In classic trials, participants attempted to identify the symbol on a card concealed from view, sometimes in a separate room. Researchers conducted extensive series of tests exploring telepathy, clairvoyance, and precognition. Rhine detailed many of these results in his 1934 book Extra-Sensory Perception, which introduced the term ESP to a wider audience. Some participants scored significantly above chance levels, though later analyses highlighted potential issues such as sensory cues or randomization problems in initial setups. Rhine introduced mechanical shuffling and other safeguards in response.

The cards remain available through the center and continue to appear in both historical reviews and modern parapsychological work.

Studies Involving Children

Researchers connected to the Duke laboratory explored ESP with younger participants in several contexts.

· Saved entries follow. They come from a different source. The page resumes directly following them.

// ============================================================================
// Order Lifecycle Orchestration Engine
// ============================================================================
//
// Drives purchase orders through validation, pricing, payment, fulfillment
// and notification with a guarded state machine, compensation on failure
// and a per-order snapshot ledger for undo and rollback.
//
// ============================================================================

pub mod collaborators;
pub mod config;
pub mod domain;
pub mod history;
pub mod metrics;
pub mod orchestrator;
pub mod pricing;
pub mod utils;
pub mod validation;

pub use config::EngineConfig;
pub use domain::order::{Order, OrderError, OrderId, OrderState};
pub use orchestrator::{Orchestrator, OrchestratorBuilder, OrderRequest};
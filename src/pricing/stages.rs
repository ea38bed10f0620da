use chrono::{DateTime, Utc};
use rust_decimal::{Decimal, RoundingStrategy};
use serde::{Deserialize, Serialize};
use std::collections::HashMap;

use super::chain::{PriceStage, PricingContext};
use crate::domain::customer::CustomerTier;
use crate::domain::order::{AdjustmentKind, Money, Order, PriceAdjustment};

// ============================================================================
// Price Stages
// ============================================================================
//
// Each stage takes the running amount and returns the new running amount
// plus the adjustment it applied, if any. Discount magnitudes are capped at
// the running amount, so no stage can push the total below zero.
//
// ============================================================================

/// Cents, half away from zero
fn money(amount: Decimal) -> Money {
    amount.round_dp_with_strategy(2, RoundingStrategy::MidpointAwayFromZero)
}

fn discount(
    stage: &str,
    kind: AdjustmentKind,
    running: Money,
    requested: Money,
    rate: Option<Decimal>,
    reason: String,
) -> (Money, Option<PriceAdjustment>) {
    let applied = money(requested).min(running).max(Decimal::ZERO);
    if applied.is_zero() {
        return (running, None);
    }
    (
        running - applied,
        Some(PriceAdjustment {
            stage: stage.to_string(),
            kind,
            amount: applied,
            rate,
            reason,
        }),
    )
}

/// Percentage off the running amount, rate chosen by customer tier
pub struct MembershipDiscount {
    rates: HashMap<CustomerTier, Decimal>,
}

impl MembershipDiscount {
    pub fn new(rates: HashMap<CustomerTier, Decimal>) -> Self {
        Self { rates }
    }
}

impl PriceStage for MembershipDiscount {
    fn name(&self) -> &'static str {
        "membership"
    }

    fn apply(&self, running: Money, _order: &Order, ctx: &PricingContext) -> (Money, Option<PriceAdjustment>) {
        let Some(rate) = self.rates.get(&ctx.customer.tier).copied() else {
            return (running, None);
        };
        if rate <= Decimal::ZERO {
            return (running, None);
        }
        discount(
            self.name(),
            AdjustmentKind::Discount,
            running,
            running.saturating_mul(rate),
            Some(rate),
            format!(
                "{:?} member discount {}%",
                ctx.customer.tier,
                (rate * Decimal::ONE_HUNDRED).normalize()
            ),
        )
    }
}

#[derive(Debug, Clone, PartialEq, Serialize, Deserialize)]
pub enum CouponValue {
    Fixed(Money),
    Percentage { rate: Decimal, max_cap: Option<Money> },
}

#[derive(Debug, Clone, PartialEq, Serialize, Deserialize)]
pub struct Coupon {
    pub code: String,
    pub value: CouponValue,
    /// Running amount must reach this for the coupon to apply
    pub min_amount: Money,
    pub expires_at: Option<DateTime<Utc>>,
}

impl Coupon {
    pub fn fixed(code: impl Into<String>, amount: Money, min_amount: Money) -> Self {
        Self {
            code: code.into(),
            value: CouponValue::Fixed(amount),
            min_amount,
            expires_at: None,
        }
    }

    pub fn percentage(code: impl Into<String>, rate: Decimal, max_cap: Option<Money>, min_amount: Money) -> Self {
        Self {
            code: code.into(),
            value: CouponValue::Percentage { rate, max_cap },
            min_amount,
            expires_at: None,
        }
    }

    pub fn expiring_at(mut self, expires_at: DateTime<Utc>) -> Self {
        self.expires_at = Some(expires_at);
        self
    }

    pub fn is_expired(&self, now: DateTime<Utc>) -> bool {
        self.expires_at.is_some_and(|at| now >= at)
    }
}

/// Applies the coupon carried in the pricing context. An ineligible coupon
/// contributes nothing; it is not an error.
pub struct CouponDiscount;

impl PriceStage for CouponDiscount {
    fn name(&self) -> &'static str {
        "coupon"
    }

    fn apply(&self, running: Money, _order: &Order, ctx: &PricingContext) -> (Money, Option<PriceAdjustment>) {
        let Some(coupon) = ctx.coupon.as_ref() else {
            return (running, None);
        };
        if coupon.is_expired(ctx.now) {
            tracing::debug!(code = %coupon.code, "Coupon expired, skipping");
            return (running, None);
        }
        if running < coupon.min_amount {
            tracing::debug!(
                code = %coupon.code,
                running = %running,
                min_amount = %coupon.min_amount,
                "Coupon threshold not met, skipping"
            );
            return (running, None);
        }

        let (requested, rate) = match &coupon.value {
            CouponValue::Fixed(amount) => (*amount, None),
            CouponValue::Percentage { rate, max_cap } => {
                let raw = running.saturating_mul(*rate);
                (max_cap.map_or(raw, |cap| raw.min(cap)), Some(*rate))
            }
        };

        discount(
            self.name(),
            AdjustmentKind::Coupon,
            running,
            requested,
            rate,
            format!("coupon {}", coupon.code),
        )
    }
}

#[derive(Debug, Clone, PartialEq, Serialize, Deserialize)]
pub struct ReductionTier {
    pub threshold: Money,
    pub reduction: Money,
}

/// "Spend X, save Y": only the highest tier the running amount reaches
pub struct FullReduction {
    tiers: Vec<ReductionTier>,
}

impl FullReduction {
    pub fn new(mut tiers: Vec<ReductionTier>) -> Self {
        tiers.sort_by(|a, b| b.threshold.cmp(&a.threshold));
        Self { tiers }
    }
}

impl PriceStage for FullReduction {
    fn name(&self) -> &'static str {
        "full_reduction"
    }

    fn apply(&self, running: Money, _order: &Order, _ctx: &PricingContext) -> (Money, Option<PriceAdjustment>) {
        match self.tiers.iter().find(|tier| running >= tier.threshold) {
            Some(tier) => discount(
                self.name(),
                AdjustmentKind::Discount,
                running,
                tier.reduction,
                None,
                format!("spend {} save {}", tier.threshold, tier.reduction),
            ),
            None => (running, None),
        }
    }
}

/// Fixed amount off for a customer's first completed order
pub struct FirstOrderIncentive {
    amount: Money,
}

impl FirstOrderIncentive {
    pub fn new(amount: Money) -> Self {
        Self { amount }
    }
}

impl PriceStage for FirstOrderIncentive {
    fn name(&self) -> &'static str {
        "first_order"
    }

    fn apply(&self, running: Money, _order: &Order, ctx: &PricingContext) -> (Money, Option<PriceAdjustment>) {
        if !ctx.customer.is_first_order() {
            return (running, None);
        }
        discount(
            self.name(),
            AdjustmentKind::Discount,
            running,
            self.amount,
            None,
            "first order incentive".to_string(),
        )
    }
}

/// Flat fee on orders with physical goods, waived at or above `waived_from`
pub struct ShippingSurcharge {
    fee: Money,
    waived_from: Option<Money>,
}

impl ShippingSurcharge {
    pub fn new(fee: Money, waived_from: Option<Money>) -> Self {
        Self { fee, waived_from }
    }
}

impl PriceStage for ShippingSurcharge {
    fn name(&self) -> &'static str {
        "shipping_surcharge"
    }

    fn apply(&self, running: Money, order: &Order, _ctx: &PricingContext) -> (Money, Option<PriceAdjustment>) {
        let waived = self.waived_from.is_some_and(|limit| running >= limit);
        if order.is_virtual_only() || waived || self.fee <= Decimal::ZERO {
            return (running, None);
        }
        let fee = money(self.fee);
        (
            running.saturating_add(fee),
            Some(PriceAdjustment {
                stage: self.name().to_string(),
                kind: AdjustmentKind::Surcharge,
                amount: fee,
                rate: None,
                reason: "shipping fee".to_string(),
            }),
        )
    }
}
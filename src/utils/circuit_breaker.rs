use parking_lot::Mutex;
use serde::{Deserialize, Serialize};
use std::sync::Arc;
use std::time::{Duration, Instant};

// ============================================================================
// Circuit Breaker
// ============================================================================
//
// Guards an unreliable collaborator (the payment gateway). After
// `failure_threshold` consecutive failures the circuit opens and calls are
// refused without reaching the collaborator. Once `open_timeout` has elapsed
// a trial call is let through (half-open); `success_threshold` successes
// close it again, any failure reopens it.
//
// ============================================================================

#[derive(Debug, Clone, Copy, PartialEq, Eq)]
pub enum CircuitState {
    Closed,
    Open,
    HalfOpen,
}

impl CircuitState {
    /// Gauge encoding: 0=Closed, 1=Open, 2=HalfOpen
    pub fn as_gauge(&self) -> i64 {
        match self {
            CircuitState::Closed => 0,
            CircuitState::Open => 1,
            CircuitState::HalfOpen => 2,
        }
    }
}

#[derive(Debug, Clone, PartialEq, Serialize, Deserialize)]
#[serde(default)]
pub struct CircuitBreakerConfig {
    pub failure_threshold: u32,
    #[serde(with = "super::serde_millis")]
    pub open_timeout: Duration,
    pub success_threshold: u32,
}

impl Default for CircuitBreakerConfig {
    fn default() -> Self {
        Self {
            failure_threshold: 5,
            open_timeout: Duration::from_secs(30),
            success_threshold: 2,
        }
    }
}

#[derive(Debug, thiserror::Error)]
pub enum CircuitBreakerError<E> {
    #[error("Circuit breaker '{0}' is open")]
    CircuitOpen(String),

    #[error("{0}")]
    OperationFailed(E),
}

struct BreakerState {
    state: CircuitState,
    consecutive_failures: u32,
    half_open_successes: u32,
    opened_at: Option<Instant>,
}

#[derive(Clone)]
pub struct CircuitBreaker {
    name: Arc<str>,
    inner: Arc<Mutex<BreakerState>>,
    config: CircuitBreakerConfig,
}

impl CircuitBreaker {
    pub fn new(name: &str, config: CircuitBreakerConfig) -> Self {
        Self {
            name: Arc::from(name),
            inner: Arc::new(Mutex::new(BreakerState {
                state: CircuitState::Closed,
                consecutive_failures: 0,
                half_open_successes: 0,
                opened_at: None,
            })),
            config,
        }
    }

    pub fn name(&self) -> &str {
        &self.name
    }

    /// Run `operation` unless the circuit is open
    pub async fn call<F, T, E>(&self, operation: F) -> Result<T, CircuitBreakerError<E>>
    where
        F: std::future::Future<Output = Result<T, E>>,
    {
        if !self.admit() {
            return Err(CircuitBreakerError::CircuitOpen(self.name.to_string()));
        }

        match operation.await {
            Ok(value) => {
                self.on_success();
                Ok(value)
            }
            Err(err) => {
                self.on_failure();
                Err(CircuitBreakerError::OperationFailed(err))
            }
        }
    }

    fn admit(&self) -> bool {
        let mut inner = self.inner.lock();
        match inner.state {
            CircuitState::Closed | CircuitState::HalfOpen => true,
            CircuitState::Open => {
                let elapsed = inner
                    .opened_at
                    .map(|at| at.elapsed() >= self.config.open_timeout)
                    .unwrap_or(true);
                if elapsed {
                    tracing::info!(breaker = %self.name, "Circuit breaker transitioning to HalfOpen");
                    inner.state = CircuitState::HalfOpen;
                    inner.half_open_successes = 0;
                }
                elapsed
            }
        }
    }

    fn on_success(&self) {
        let mut inner = self.inner.lock();
        inner.consecutive_failures = 0;
        if inner.state == CircuitState::HalfOpen {
            inner.half_open_successes += 1;
            if inner.half_open_successes >= self.config.success_threshold {
                tracing::info!(
                    breaker = %self.name,
                    successes = inner.half_open_successes,
                    "Circuit breaker closing"
                );
                inner.state = CircuitState::Closed;
                inner.half_open_successes = 0;
                inner.opened_at = None;
            }
        }
    }

    fn on_failure(&self) {
        let mut inner = self.inner.lock();
        inner.consecutive_failures += 1;

        let should_open = match inner.state {
            CircuitState::HalfOpen => true,
            CircuitState::Closed => inner.consecutive_failures >= self.config.failure_threshold,
            CircuitState::Open => false,
        };

        if should_open {
            tracing::warn!(
                breaker = %self.name,
                failures = inner.consecutive_failures,
                "Circuit breaker opening"
            );
            inner.state = CircuitState::Open;
            inner.opened_at = Some(Instant::now());
            inner.half_open_successes = 0;
        }
    }

    pub fn state(&self) -> CircuitState {
        self.inner.lock().state
    }

    pub fn consecutive_failures(&self) -> u32 {
        self.inner.lock().consecutive_failures
    }

    /// Manually close the circuit
    pub fn reset(&self) {
        let mut inner = self.inner.lock();
        tracing::info!(breaker = %self.name, "Circuit breaker manually reset");
        inner.state = CircuitState::Closed;
        inner.consecutive_failures = 0;
        inner.half_open_successes = 0;
        inner.opened_at = None;
    }
}

#[cfg(test)]
mod tests {
    use super::*;

    fn breaker(failure_threshold: u32, open_timeout: Duration) -> CircuitBreaker {
        CircuitBreaker::new(
            "test",
            CircuitBreakerConfig {
                failure_threshold,
                open_timeout,
                success_threshold: 1,
            },
        )
    }

    #[tokio::test]
    async fn test_opens_after_consecutive_failures() {
        let cb = breaker(3, Duration::from_secs(60));

        for _ in 0..3 {
            let result = cb.call(async { Err::<(), _>("error") }).await;
            assert!(matches!(result, Err(CircuitBreakerError::OperationFailed(_))));
        }

        assert_eq!(cb.state(), CircuitState::Open);
        let result = cb.call(async { Ok::<_, &str>(()) }).await;
        assert!(matches!(result, Err(CircuitBreakerError::CircuitOpen(_))));
    }

    #[tokio::test]
    async fn test_success_resets_failure_streak() {
        let cb = breaker(2, Duration::from_secs(60));

        let _ = cb.call(async { Err::<(), _>("error") }).await;
        let _ = cb.call(async { Ok::<_, &str>(()) }).await;
        let _ = cb.call(async { Err::<(), _>("error") }).await;

        assert_eq!(cb.state(), CircuitState::Closed);
        assert_eq!(cb.consecutive_failures(), 1);
    }

    #[tokio::test]
    async fn test_half_open_trial_closes_circuit() {
        let cb = breaker(1, Duration::from_millis(20));

        let _ = cb.call(async { Err::<(), _>("error") }).await;
        assert_eq!(cb.state(), CircuitState::Open);

        tokio::time::sleep(Duration::from_millis(40)).await;

        let result = cb.call(async { Ok::<_, &str>(7) }).await;
        assert_eq!(result.unwrap(), 7);
        assert_eq!(cb.state(), CircuitState::Closed);
    }

    #[tokio::test]
    async fn test_half_open_failure_reopens() {
        let cb = breaker(1, Duration::from_millis(20));
        let _ = cb.call(async { Err::<(), _>("error") }).await;
        tokio::time::sleep(Duration::from_millis(40)).await;

        let _ = cb.call(async { Err::<(), _>("still down") }).await;
        assert_eq!(cb.state(), CircuitState::Open);

        cb.reset();
        assert_eq!(cb.state(), CircuitState::Closed);
    }
}
pub mod circuit_breaker;
pub mod retry;

pub use circuit_breaker::{CircuitBreaker, CircuitBreakerConfig, CircuitBreakerError, CircuitState};
pub use retry::{retry_on_transient, IsTransient, RetryConfig, RetryResult};

/// Serde helper storing a `Duration` as whole milliseconds
pub(crate) mod serde_millis {
    use serde::{Deserialize, Deserializer, Serializer};
    use std::time::Duration;

    pub fn serialize<S: Serializer>(value: &Duration, serializer: S) -> Result<S::Ok, S::Error> {
        serializer.serialize_u64(value.as_millis() as u64)
    }

    pub fn deserialize<'de, D: Deserializer<'de>>(deserializer: D) -> Result<Duration, D::Error> {
        u64::deserialize(deserializer).map(Duration::from_millis)
    }
}
use actix_web::{web, App, HttpResponse, HttpServer, Responder};
use prometheus::{Encoder, Registry, TextEncoder};
use std::sync::Arc;

/// Start the metrics HTTP server
/// This should be called in a separate thread/runtime to avoid conflicts
pub async fn start_metrics_server(registry: Arc<Registry>, port: u16) -> std::io::Result<()> {
    tracing::info!("📊 Starting metrics server on http://0.0.0.0:{}/metrics", port);

    HttpServer::new(move || {
        App::new()
            .app_data(web::Data::new(registry.clone()))
            .route("/metrics", web::get().to(metrics_handler))
            .route("/health", web::get().to(health_handler))
    })
    .bind(("0.0.0.0", port))?
    .run()
    .await
}

async fn metrics_handler(registry: web::Data<Arc<Registry>>) -> impl Responder {
    let encoder = TextEncoder::new();
    let metric_families = registry.gather();

    let mut buffer = Vec::new();
    if let Err(e) = encoder.encode(&metric_families, &mut buffer) {
        tracing::error!(error = %e, "Failed to encode metrics");
        return HttpResponse::InternalServerError().body(e.to_string());
    }

    HttpResponse::Ok()
        .content_type(encoder.format_type())
        .body(buffer)
}

async fn health_handler() -> impl Responder {
    HttpResponse::Ok().json(serde_json::json!({
        "status": "healthy",
        "service": "order-lifecycle-engine"
    }))
}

Early on, J.B. Rhine tested children at local summer camps using simple numbered cards. Louisa Rhine also conducted informal trials with neighborhood children using Zener cards at home.

Published studies in the Journal of Parapsychology examined relationships such as teacher-pupil dynamics and scoring patterns in school settings. One 1943 project by A.A. Foster involved about 50 Indigenous children, ranging in age from 6 to 20, at a residential school in Brandon, Manitoba, Canada. The study used card-guessing methods to assess potential ESP abilities and develop scoring approaches, without documented parental consent. It reflected the era’s interest in cultural differences in psychic performance and maintained ties to the Duke laboratory.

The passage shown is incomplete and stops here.